Livre

L'épopée americaine de la France - Histoires de la Nouvelle-France

de Alain Dubos

 

Quelle aventure, injustement remisée au grenier de notre passé, que cette épopée américaine de la France, lorsque nous tenions entre nos mains un territoire immense, patiemment conquis par des volontés intrépides, depuis la mer du Labrador jusqu’au golfe du Mexique !

Telle est l’histoire que nous conte Alain Dubos, avec rigueur et panache. Il ne pouvait en être autrement de la part de ce natif de Gascogne, à moins de trahir son sang.

Tout commence avec un navigateur malouin – Jacques Cartier – qui découvre Terre-Neuve et le golfe du Saint-Laurent en 1534. Lentement, les Champlain, Frontenac et autres Cavelier de La Salle vont façonner un territoire fertile et riche en peaux animales, commerce très florissant à l’époque.

À l’image du Vieux Continent, les batailles se succéderont, tantôt contre des tribus indiennes, tantôt contre l’ennemi héréditaire anglais, dont les colonies frôlent dangereusement les frontières françaises. Mais ici, la guerre est « permanente, quoi que l’on se dise là-bas ». Des alliances se noueront aussi avec des autochtones. Certains Français adopteront même leur mode de vie.

Hélas, « les sujets du roi de France vont tenir, à un contre dix, voire plus, la gageure que leur imposent les Bourbons en refusant de peupler leurs colonies ». Si tel n’avait pas été le cas, la capitale des États-Unis ne s’appellerait peut-être pas Washington et l’on y parlerait le français.
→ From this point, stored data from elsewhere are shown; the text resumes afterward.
//! Dashboard configuration.

use std::path::{Path, PathBuf};
use std::time::Duration;

use anyhow::{Context, Result};
use serde::{Deserialize, Serialize};

use crate::model::ModuleId;
use crate::traits::{BuiltinCatalog, CatalogSource, TomlCatalogFile};

/// Top-level medcof configuration.
#[derive(Debug, Clone, PartialEq, Eq, Serialize, Deserialize)]
pub struct MedcofConfig {
    /// Catalog TOML file. `None` uses the built-in catalog.
    #[serde(default)]
    pub catalog: Option<PathBuf>,
    /// Animation tick period in milliseconds.
    #[serde(default = "default_frame_interval_ms")]
    pub frame_interval_ms: u64,
    /// Module to open on; unknown ids fall back to the first module.
    #[serde(default)]
    pub initial_module: Option<ModuleId>,
}

fn default_frame_interval_ms() -> u64 {
    16
}

impl Default for MedcofConfig {
    fn default() -> Self {
        Self {
            catalog: None,
            frame_interval_ms: default_frame_interval_ms(),
            initial_module: None,
        }
    }
}

impl MedcofConfig {
    pub fn frame_interval(&self) -> Duration {
        Duration::from_millis(self.frame_interval_ms)
    }

    /// The catalog source this configuration points at.
    pub fn catalog_source(&self) -> Box<dyn CatalogSource> {
        match &self.catalog {
            Some(path) => Box::new(TomlCatalogFile::new(path.clone())),
            None => Box::new(BuiltinCatalog),
        }
    }
}

/// Resolve environment variable references like `${VAR_NAME}` in a string.
///
/// Substituted values are copied verbatim; a `${...}` inside a value is not
/// expanded again.
fn resolve_env_vars(s: &str) -> String {
    let mut result = String::with_capacity(s.len());
    let mut rest = s;
    while let Some(start) = rest.find("${") {
        let Some(end) = rest[start..].find('}') else {
            break;
        };
        result.push_str(&rest[..start]);
        let var_name = &rest[start + 2..start + end];
        result.push_str(&std::env::var(var_name).unwrap_or_default());
        rest = &rest[start + end + 1..];
    }
    result.push_str(rest);
    result
}

/// Load config from an explicit path, or search the default locations.
///
/// Search order when `path` is `None`:
/// 1. `medcof.toml` in the current directory
/// 2. `~/.config/medcof/config.toml`
///
/// `MEDCOF_CATALOG` overrides the catalog path.
pub fn load_config_from(path: Option<&Path>) -> Result<MedcofConfig> {
    let config_path = if let Some(p) = path {
        if p.exists() {
            Some(p.to_path_buf())
        } else {
            anyhow::bail!("config file not found: {}", p.display());
        }
    } else {
        let local = PathBuf::from("medcof.toml");
        if local.exists() {
            Some(local)
        } else {
            dirs_path()
                .map(|home| home.join("config.toml"))
                .filter(|global| global.exists())
        }
    };

    let mut config = match config_path {
        Some(path) => {
            let content = std::fs::read_to_string(&path)
                .with_context(|| format!("failed to read config: {}", path.display()))?;
            let config = parse_config_str(&content)
                .with_context(|| format!("failed to parse config: {}", path.display()))?;
            tracing::debug!(path = %path.display(), "config loaded");
            config
        }
        None => MedcofConfig::default(),
    };

    if let Ok(catalog) = std::env::var("MEDCOF_CATALOG") {
        if catalog.trim().is_empty() {
            tracing::warn!("ignoring empty MEDCOF_CATALOG");
        } else {
            config.catalog = Some(PathBuf::from(catalog));
        }
    }

    config.catalog = config
        .catalog
        .map(|p| PathBuf::from(resolve_env_vars(&p.to_string_lossy())));

    Ok(config)
}

/// Parse a config TOML string.
pub fn parse_config_str(content: &str) -> Result<MedcofConfig> {
    let config: MedcofConfig = toml::from_str(content)?;
    if config.frame_interval_ms == 0 {
        anyhow::bail!("frame_interval_ms must be at least 1");
    }
    Ok(config)
}

fn dirs_path() -> Option<PathBuf> {
    std::env::var("HOME")
        .ok()
        .map(|h| PathBuf::from(h).join(".config").join("medcof"))
}

#[cfg(test)]
mod tests {
    use super::*;

    #[test]
    fn resolve_env_vars_basic() {
        std::env::set_var("_MEDCOF_TEST_VAR", "catalogs");
        assert_eq!(resolve_env_vars("${_MEDCOF_TEST_VAR}"), "catalogs");
        assert_eq!(
            resolve_env_vars("/srv/${_MEDCOF_TEST_VAR}/main.toml"),
            "/srv/catalogs/main.toml"
        );
        assert_eq!(resolve_env_vars("no vars ${unterminated"), "no vars ${unterminated");
        std::env::remove_var("_MEDCOF_TEST_VAR");
    }

    #[test]
    fn resolve_env_vars_does_not_expand_substituted_values() {
        std::env::set_var("_MEDCOF_SELF_REF", "${_MEDCOF_SELF_REF}");
        assert_eq!(
            resolve_env_vars("${_MEDCOF_SELF_REF}/x.toml"),
            "${_MEDCOF_SELF_REF}/x.toml"
        );
        std::env::set_var("_MEDCOF_OUTER", "${_MEDCOF_INNER}");
        std::env::set_var("_MEDCOF_INNER", "never");
        assert_eq!(
            resolve_env_vars("${_MEDCOF_OUTER}-${_MEDCOF_INNER}"),
            "${_MEDCOF_INNER}-never"
        );
        std::env::remove_var("_MEDCOF_SELF_REF");
        std::env::remove_var("_MEDCOF_OUTER");
        std::env::remove_var("_MEDCOF_INNER");
    }

    #[test]
    fn default_config() {
        let config = MedcofConfig::default();
        assert!(config.catalog.is_none());
        assert_eq!(config.frame_interval(), Duration::from_millis(16));
        assert!(config.initial_module.is_none());
        assert_eq!(config.catalog_source().describe(), "built-in catalog");
    }

    #[test]
    fn parse_full_config() {
        let config = parse_config_str(
            r#"
catalog = "catalogs/usmle.toml"
frame_interval_ms = 33
initial_module = 2
"#,
        )
        .unwrap();
        assert_eq!(config.catalog, Some(PathBuf::from("catalogs/usmle.toml")));
        assert_eq!(config.frame_interval_ms, 33);
        assert_eq!(config.initial_module, Some(ModuleId(2)));
        assert_eq!(config.catalog_source().describe(), "catalogs/usmle.toml");
    }

    #[test]
    fn zero_frame_interval_is_rejected() {
        assert!(parse_config_str("frame_interval_ms = 0").is_err());
    }

    #[test]
    fn explicit_missing_path_is_an_error() {
        let err = load_config_from(Some(Path::new("/nonexistent/medcof.toml"))).unwrap_err();
        assert!(err.to_string().contains("config file not found"));
    }

    #[test]
    fn explicit_path_is_loaded() {
        let dir = tempfile::tempdir().unwrap();
        let path = dir.path().join("medcof.toml");
        std::fs::write(&path, "initial_module = 5\n").unwrap();

        let config = load_config_from(Some(&path)).unwrap();
        assert_eq!(config.initial_module, Some(ModuleId(5)));
        assert_eq!(config.frame_interval_ms, 16);
    }
}
//! Active module / submodule selection.
//!
//! Two fields, two mutators. Every transition is validated before anything
//! is written, so a rejected action leaves the previous selection intact.

use crate::catalog::Catalog;
use crate::error::SelectionError;
use crate::model::{Module, ModuleId, Submodule};

/// Which module and which lesson in it are currently active.
#[derive(Debug, Clone, Copy, PartialEq, Eq)]
pub struct SelectionState {
    active_module_id: ModuleId,
    active_submodule_index: usize,
}

impl SelectionState {
    /// Initial selection: first module in catalog order, first lesson.
    pub fn new(catalog: &Catalog) -> Self {
        Self {
            active_module_id: catalog.first_module().id,
            active_submodule_index: 0,
        }
    }

    /// Start on `preferred` if the catalog has it, otherwise on the first module.
    pub fn starting_at(catalog: &Catalog, preferred: Option<ModuleId>) -> Self {
        match preferred {
            Some(id) if catalog.get_module(id).is_some() => Self {
                active_module_id: id,
                active_submodule_index: 0,
            },
            Some(id) => {
                tracing::warn!(module_id = %id, "unknown initial module, using first module");
                Self::new(catalog)
            }
            None => Self::new(catalog),
        }
    }

    pub fn active_module_id(&self) -> ModuleId {
        self.active_module_id
    }

    pub fn active_submodule_index(&self) -> usize {
        self.active_submodule_index
    }

    /// Make `id` the active module and rewind to its first lesson.
    pub fn select_module(
        &mut self,
        catalog: &Catalog,
        id: ModuleId,
    ) -> Result<(), SelectionError> {
        if catalog.get_module(id).is_none() {
            return Err(SelectionError::InvalidReference(id));
        }

        tracing::debug!(module_id = %id, "module selected");
        self.active_module_id = id;
        self.active_submodule_index = 0;
        Ok(())
    }

    /// Make lesson `index` of module `id` active, switching modules if needed.
    pub fn select_submodule(
        &mut self,
        catalog: &Catalog,
        id: ModuleId,
        index: usize,
    ) -> Result<(), SelectionError> {
        let module = catalog
            .get_module(id)
            .ok_or(SelectionError::InvalidReference(id))?;
        if index >= module.submodules.len() {
            return Err(SelectionError::IndexOutOfRange {
                module_id: id,
                index,
                len: module.submodules.len(),
            });
        }

        tracing::debug!(module_id = %id, index, "submodule selected");
        self.active_module_id = id;
        self.active_submodule_index = index;
        Ok(())
    }

    /// The active module, falling back to the first module.
    pub fn active_module<'a>(&self, catalog: &'a Catalog) -> &'a Module {
        catalog
            .get_module(self.active_module_id)
            .unwrap_or_else(|| catalog.first_module())
    }

    /// The active lesson. Clamps to the first lesson if the index is stale.
    pub fn current_submodule<'a>(&self, catalog: &'a Catalog) -> &'a Submodule {
        let module = self.active_module(catalog);
        module
            .submodules
            .get(self.active_submodule_index)
            .unwrap_or(&module.submodules[0])
    }
}
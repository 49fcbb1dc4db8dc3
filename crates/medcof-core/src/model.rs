//! Core data model types for medcof.
//!
//! Modules are the top-level study categories; submodules are the lessons
//! inside them. A submodule has no key of its own: it is addressed by its
//! module id and its position in that module.

use serde::{Deserialize, Serialize};
use std::fmt;
use std::str::FromStr;

/// Stable module identifier.
#[derive(Debug, Clone, Copy, PartialEq, Eq, Hash, PartialOrd, Ord, Serialize, Deserialize)]
#[serde(transparent)]
pub struct ModuleId(pub u32);

impl fmt::Display for ModuleId {
    fn fmt(&self, f: &mut fmt::Formatter<'_>) -> fmt::Result {
        write!(f, "{}", self.0)
    }
}

impl FromStr for ModuleId {
    type Err = String;

    fn from_str(s: &str) -> Result<Self, Self::Err> {
        s.trim()
            .parse::<u32>()
            .map(ModuleId)
            .map_err(|_| format!("invalid module id: '{s}'"))
    }
}

impl From<u32> for ModuleId {
    fn from(id: u32) -> Self {
        ModuleId(id)
    }
}

/// A top-level content category.
#[derive(Debug, Clone, PartialEq, Eq, Serialize, Deserialize)]
pub struct Module {
    /// Unique identifier within the catalog.
    pub id: ModuleId,
    /// Display title (e.g. "Cardiologia").
    pub title: String,
    /// Aggregate counters shown on the dashboard.
    pub stats: ModuleStats,
    /// Lessons, in display order.
    pub submodules: Vec<Submodule>,
}

impl Module {
    /// The counters the stat animation converges toward for this module.
    pub fn target_stats(&self) -> StatTriple {
        StatTriple {
            materials: self.stats.materials,
            flashcards: self.stats.flashcards,
            classes: self.submodules.len() as u32,
        }
    }
}

/// Aggregate counters attached to a module.
#[derive(Debug, Clone, Copy, Default, PartialEq, Eq, Serialize, Deserialize)]
pub struct ModuleStats {
    pub materials: u32,
    pub flashcards: u32,
}

/// A single lesson within a module.
#[derive(Debug, Clone, PartialEq, Eq, Serialize, Deserialize)]
pub struct Submodule {
    pub title: String,
    #[serde(default)]
    pub description: String,
    /// Free-form display string such as "15 min"; never parsed.
    #[serde(default)]
    pub duration: String,
}

/// The three counters displayed in the hero section.
#[derive(Debug, Clone, Copy, Default, PartialEq, Eq, Hash, Serialize, Deserialize)]
pub struct StatTriple {
    pub materials: u32,
    pub flashcards: u32,
    /// Number of submodules in the module.
    pub classes: u32,
}

impl StatTriple {
    pub const ZERO: StatTriple = StatTriple {
        materials: 0,
        flashcards: 0,
        classes: 0,
    };

    pub fn new(materials: u32, flashcards: u32, classes: u32) -> Self {
        Self {
            materials,
            flashcards,
            classes,
        }
    }
}

impl fmt::Display for StatTriple {
    fn fmt(&self, f: &mut fmt::Formatter<'_>) -> fmt::Result {
        write!(
            f,
            "materials={} flashcards={} classes={}",
            self.materials, self.flashcards, self.classes
        )
    }
}
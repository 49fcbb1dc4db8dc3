//! Subcommand implementations.

use std::path::PathBuf;

use anyhow::Result;

use medcof_core::config::{load_config_from, MedcofConfig};
use medcof_core::traits::{CatalogSource, TomlCatalogFile};
use medcof_core::Catalog;

pub mod animate;
pub mod init;
pub mod modules;
pub mod search;
pub mod show;
pub mod validate;

/// Options shared by every subcommand.
pub struct GlobalArgs {
    pub config: Option<PathBuf>,
    pub catalog: Option<PathBuf>,
}

impl GlobalArgs {
    /// Load the config, then the catalog it (or `--catalog`) points at.
    pub fn load(&self) -> Result<(MedcofConfig, Catalog)> {
        let config = load_config_from(self.config.as_deref())?;
        let source: Box<dyn CatalogSource> = match &self.catalog {
            Some(path) => Box::new(TomlCatalogFile::new(path.clone())),
            None => config.catalog_source(),
        };
        tracing::debug!(source = %source.describe(), "loading catalog");
        let catalog = source.load()?;
        Ok((config, catalog))
    }
}

/// Output formats accepted by `--format`.
#[derive(Debug, Clone, Copy, PartialEq, Eq)]
pub enum OutputFormat {
    Text,
    Json,
}

impl OutputFormat {
    pub fn parse(s: &str) -> Result<Self> {
        match s {
            "text" => Ok(OutputFormat::Text),
            "json" => Ok(OutputFormat::Json),
            other => anyhow::bail!("unknown format: '{other}' (expected text or json)"),
        }
    }
}
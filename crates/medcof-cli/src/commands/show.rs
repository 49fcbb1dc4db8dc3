//! The `medcof show` command.

use std::sync::Arc;

use anyhow::Result;

use medcof_core::animator::ANIMATION_DURATION;
use medcof_core::traits::ManualClock;
use medcof_core::{Dashboard, ModuleId};

use super::search::results_table;
use super::{GlobalArgs, OutputFormat};

pub fn execute(
    global: &GlobalArgs,
    module: Option<u32>,
    submodule: Option<usize>,
    query: Option<String>,
    format: String,
) -> Result<()> {
    let format = OutputFormat::parse(&format)?;
    let (config, catalog) = global.load()?;

    // A manual clock lets the snapshot show the counters after they settle.
    let clock = ManualClock::default();
    let mut dashboard =
        Dashboard::with_clock(catalog, Arc::new(clock.clone()), config.initial_module);

    if let Some(id) = module {
        dashboard.select_module(ModuleId(id))?;
    }
    if let Some(index) = submodule {
        let id = dashboard.active_module_id();
        dashboard.select_submodule(id, index)?;
    }
    if let Some(q) = query {
        dashboard.set_query(q);
    }

    clock.advance(ANIMATION_DURATION);
    dashboard.tick_stats();
    let snapshot = dashboard.snapshot();

    match format {
        OutputFormat::Json => println!("{}", serde_json::to_string_pretty(&snapshot)?),
        OutputFormat::Text => {
            println!("Sua próxima sessão de estudos: {}", snapshot.next_session);
            println!();
            println!("{}", snapshot.active_module_title);
            println!(
                "  Materiais: {}  Flashcards: {}  Submódulos: {}",
                snapshot.stats.materials, snapshot.stats.flashcards, snapshot.stats.classes
            );
            println!("  Estudando: {}", snapshot.current_submodule.title);

            let carousel: Vec<String> = snapshot
                .carousel
                .iter()
                .map(|s| {
                    if s.active {
                        format!("[{}]", s.title)
                    } else {
                        s.title.clone()
                    }
                })
                .collect();
            println!("  {}", carousel.join(" · "));
            println!();

            println!("{} ({})", snapshot.heading, snapshot.result_count);
            match &snapshot.empty_message {
                Some(message) => println!("{message}"),
                None => println!("{}", results_table(&snapshot.results)),
            }
        }
    }

    Ok(())
}
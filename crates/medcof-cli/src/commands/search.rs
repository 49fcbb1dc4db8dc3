//! The `medcof search` command.

use std::sync::Arc;

use anyhow::Result;
use comfy_table::{Cell, Table};

use medcof_core::search::SearchResult;
use medcof_core::traits::SystemClock;
use medcof_core::{Dashboard, ModuleId};

use super::{GlobalArgs, OutputFormat};

pub fn execute(
    global: &GlobalArgs,
    query: String,
    module: Option<u32>,
    format: String,
) -> Result<()> {
    let format = OutputFormat::parse(&format)?;
    let (config, catalog) = global.load()?;

    let mut dashboard =
        Dashboard::with_clock(catalog, Arc::new(SystemClock), config.initial_module);
    if let Some(id) = module {
        dashboard.select_module(ModuleId(id))?;
    }
    dashboard.set_query(query);

    let results = dashboard.filtered_submodules();
    match format {
        OutputFormat::Json => println!("{}", serde_json::to_string_pretty(&results)?),
        OutputFormat::Text => {
            println!(
                "{} ({})",
                dashboard.section_heading(),
                dashboard.result_count_label()
            );
            match dashboard.empty_message() {
                Some(message) => println!("{message}"),
                None => println!("{}", results_table(&results)),
            }
        }
    }

    Ok(())
}

/// Result cards as a table: badge, title, duration, anchor.
pub fn results_table(results: &[SearchResult]) -> Table {
    let mut table = Table::new();
    table.set_header(vec!["", "Aula", "Duração", "Anchor"]);
    for r in results {
        table.add_row(vec![
            Cell::new(r.badge()),
            Cell::new(&r.title),
            Cell::new(&r.duration),
            Cell::new(r.anchor()),
        ]);
    }
    table
}
//! Code cache activity reported by the VM.

use crate::parser::tag::Attributes;
use crate::utils::config::ATTR_STAMP;
use serde::{Deserialize, Serialize};

#[derive(Debug, Clone, Copy, PartialEq, Eq, Serialize, Deserialize)]
#[serde(rename_all = "snake_case")]
pub enum CodeCacheEventKind {
    Sweeper,
    CacheFull,
    /// Code cache state after a compilation task
    Compilation,
}

#[derive(Debug, Clone, PartialEq, Serialize, Deserialize)]
pub struct CodeCacheEvent {
    pub kind: CodeCacheEventKind,
    /// Seconds since VM start, if the tag carried a `stamp`
    pub stamp: Option<f64>,
    pub attributes: Attributes,
}

impl CodeCacheEvent {
    pub fn new(kind: CodeCacheEventKind, attributes: Attributes) -> Self {
        let stamp = attributes.get(ATTR_STAMP).and_then(|s| s.parse().ok());
        Self {
            kind,
            stamp,
            attributes,
        }
    }

    /// Same as [`CodeCacheEvent::new`] with a stamp taken from elsewhere
    /// (a `code_cache` child carries none of its own)
    pub fn with_stamp(kind: CodeCacheEventKind, attributes: Attributes, stamp: Option<f64>) -> Self {
        let mut event = Self::new(kind, attributes);
        if event.stamp.is_none() {
            event.stamp = stamp;
        }
        event
    }
}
George Washington, justement, il en sera question dans ce livre, à travers une anecdote qui aurait pu changer le cours de l’Histoire.

L’auteur évoque aussi le drame des Acadiens, déportés et affamés par les Anglais, leur roi, George III, voyant injustement en eux des obstacles. Ils connaîtront un « destin proprement biblique » et feront les frais de « la première purification ethnique de l’ère moderne ». On appellera ça le « Grand Dérangement ».

La France perdra finalement la partie. Le traité de Paris, en 1763, qui nous privera du Canada, et la vente de la Louisiane par Napoléon, en 1803, pour une poignée de dollars – 15 millions, dont une partie coulera à Trafalgar –, achèveront définitivement ce rêve.

« La France est donc partie. Par la petite porte. » Il ne reste plus, aujourd’hui, que Saint-Pierre-et-Miquelon. Deux fossiles de notre passé américain. Une formidable aventure demeure, dont notre nation avait le secret et qu’il serait préférable d’enseigner dans les établissements scolaires plutôt que la détestation de soi ! Ceci est une autre histoire.

Consolons-nous : la France aura sauvé l’honneur contre les Anglais en aidant les insurgés américains lors de la guerre d’indépendance, à laquelle participera un officier de marine français, avant d’épuiser ses forces dans un combat désespéré et d’être fusillé à Nantes en 1796 : François Athanase de Charette de La Contrie.

Enfin, aux heureux lecteurs : « Je vous souhaite bon vent sur l’océan et bonne route sur le sol ferme, entre France et Nouveau Monde, en compagnie des vrais héros de cette épopée » (Alain Dubos).